2019年4月26日
川勝コレクション
鐘溪窯 陶工・河井寬次郎
京都国立近代美術館 研究員 大長智広
「いつになつたらほんとうに私のものが造り得られるだらう。」(大正10年)
「すべてのものは自分の表現」(昭和23年)
ここに河井寬次郎の二つの言葉を挙げてみました。一つは河井が陶工(陶芸家)としてデビューした年のもの,もう一つは河井の後年の言葉になります。この間に30年ほどの年月が経過していますが,後者からは,表現者としての自身の歩みを肯定し,生き生きと喜びを持って制作活動に励む河井の姿が見えてくるかのようです。

河井寬次郎《三色打薬陶彫》昭和37(1962)年
日本は世界有数の陶芸大国として知られており,中でも民藝運動に関わった河井寬次郎は,世界的な名声を得た近代日本を代表する陶工(陶芸家)の一人です。一般的に陶工と陶芸家という言葉の違いは,職人的な意識の有無によります。しかし,「ひとりの仕事でありながら ひとりの仕事でない仕事」と考えていたように,河井は確固たる美意識を持った陶芸家でありながら,一方で無数の先人(職人)たちが仕事上で残した遺産を引き継いだところに自分の表現があることに自覚的でした。ここには個人を超えたものづくりの世界の可能性が広がっており,その意味で河井は自身を「陶工」の系譜に連なると見なしていました。

河井寬次郎《白地草花絵扁壺》昭和14(1939)年
河井寛次郎は,明治23年に現在の島根県安来市に生まれました。大学を卒業後,河井は京都市(立)陶磁器試験場に技手として勤務し,膨大な数の釉薬研究に没頭します。大正6年に試験場を辞した後,大正10年に最初の個展を開催し,中国・朝鮮陶磁を手本とした作風で華々しいデビューを飾りました。しかしその後,民藝運動に参画することで制作の方向性を大きく変え,暮らしと創作の密接な関係において作陶活動を展開していきました。

河井寬次郎《三彩双魚文瓶子》大正11(1922)年
京都国立近代美術館は,質,量ともに最も充実した河井作品(川勝コレクション)を所蔵しています。
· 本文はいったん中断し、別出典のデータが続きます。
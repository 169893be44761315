use super::defaults::DefaultsConfig;
use super::file::FileConfig;
use crate::cli::{FoldArgs, ScheduleArgs};
use crate::error::Result;
use chromofold::engine::config::{AnnealConfigBuilder, StructureConfig, StructureConfigBuilder};
use chromofold::engine::error::EngineError;
use tracing::info;

/// Merges the layered configuration sources for the `fold` command:
/// CLI arguments override the TOML file, which overrides built-in defaults.
pub fn build_structure_config(args: &FoldArgs) -> Result<StructureConfig> {
    let defaults = DefaultsConfig::default();
    let file_config = load_file_config(args.config.as_deref())?;

    let anneal_file = file_config.anneal.unwrap_or_default();
    let anneal = AnnealConfigBuilder::new()
        .temp_start(anneal_file.temp_start.unwrap_or(defaults.temp_start))
        .temp_end(anneal_file.temp_end.unwrap_or(defaults.temp_end))
        .num_temp_steps(anneal_file.num_temp_steps.unwrap_or(defaults.num_temp_steps))
        .dynamics_steps_per_temp(
            anneal_file
                .dynamics_steps_per_temp
                .unwrap_or(defaults.dynamics_steps_per_temp),
        )
        .time_step(anneal_file.time_step.unwrap_or(defaults.time_step))
        .repulsion_distance(
            anneal_file
                .repulsion_distance
                .unwrap_or(defaults.repulsion_distance),
        )
        .build()
        .map_err(EngineError::from)?;

    let structure_file = file_config.structure.unwrap_or_default();
    let mut builder = StructureConfigBuilder::new()
        .anneal(anneal)
        .init_radius(structure_file.init_radius.unwrap_or(defaults.init_radius))
        .num_models(
            args.models
                .or(structure_file.num_models)
                .unwrap_or(defaults.num_models),
        );
    if let Some(seed) = args.seed.or(structure_file.random_seed) {
        builder = builder.random_seed(seed);
    }
    if let Some(sigma) = structure_file.jitter_sigma {
        builder = builder.jitter_sigma(sigma);
    }
    if let Some(mass) = structure_file.particle_mass {
        builder = builder.particle_mass(mass);
    }
    if let Some(radius) = structure_file.particle_radius {
        builder = builder.particle_radius(radius);
    }

    Ok(builder.build().map_err(EngineError::from)?)
}

/// Resolves the schedule parameters for the `schedule` command from CLI
/// arguments, an optional config file, and the defaults, in that order.
pub fn build_schedule_params(args: &ScheduleArgs) -> Result<(f64, f64, usize)> {
    let defaults = DefaultsConfig::default();
    let anneal_file = load_file_config(args.config.as_deref())?
        .anneal
        .unwrap_or_default();
    Ok((
        args.temp_start
            .or(anneal_file.temp_start)
            .unwrap_or(defaults.temp_start),
        args.temp_end
            .or(anneal_file.temp_end)
            .unwrap_or(defaults.temp_end),
        args.num_temp_steps
            .or(anneal_file.num_temp_steps)
            .unwrap_or(defaults.num_temp_steps),
    ))
}

fn load_file_config(path: Option<&std::path::Path>) -> Result<FileConfig> {
    match path {
        Some(path) => {
            info!("Loading configuration from {:?}", path);
            FileConfig::from_file(path)
        }
        None => Ok(FileConfig::default()),
    }
}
計425点にも上る川勝コレクションは,初期から最晩年にいたるまでの河井の代表的な作品を網羅しており,その仕事の全貌を物語る「年代作品字引」となっています。コレクションを形成した故・川勝堅一氏は,髙島屋東京支店の宣伝部長や髙島屋総支配人などを務めた人物です。河井と川勝の長年にわたる交友は,河井の初個展にまで遡ります。コレクションについて川勝は「河井・川勝二人の友情の結晶」であると述べています。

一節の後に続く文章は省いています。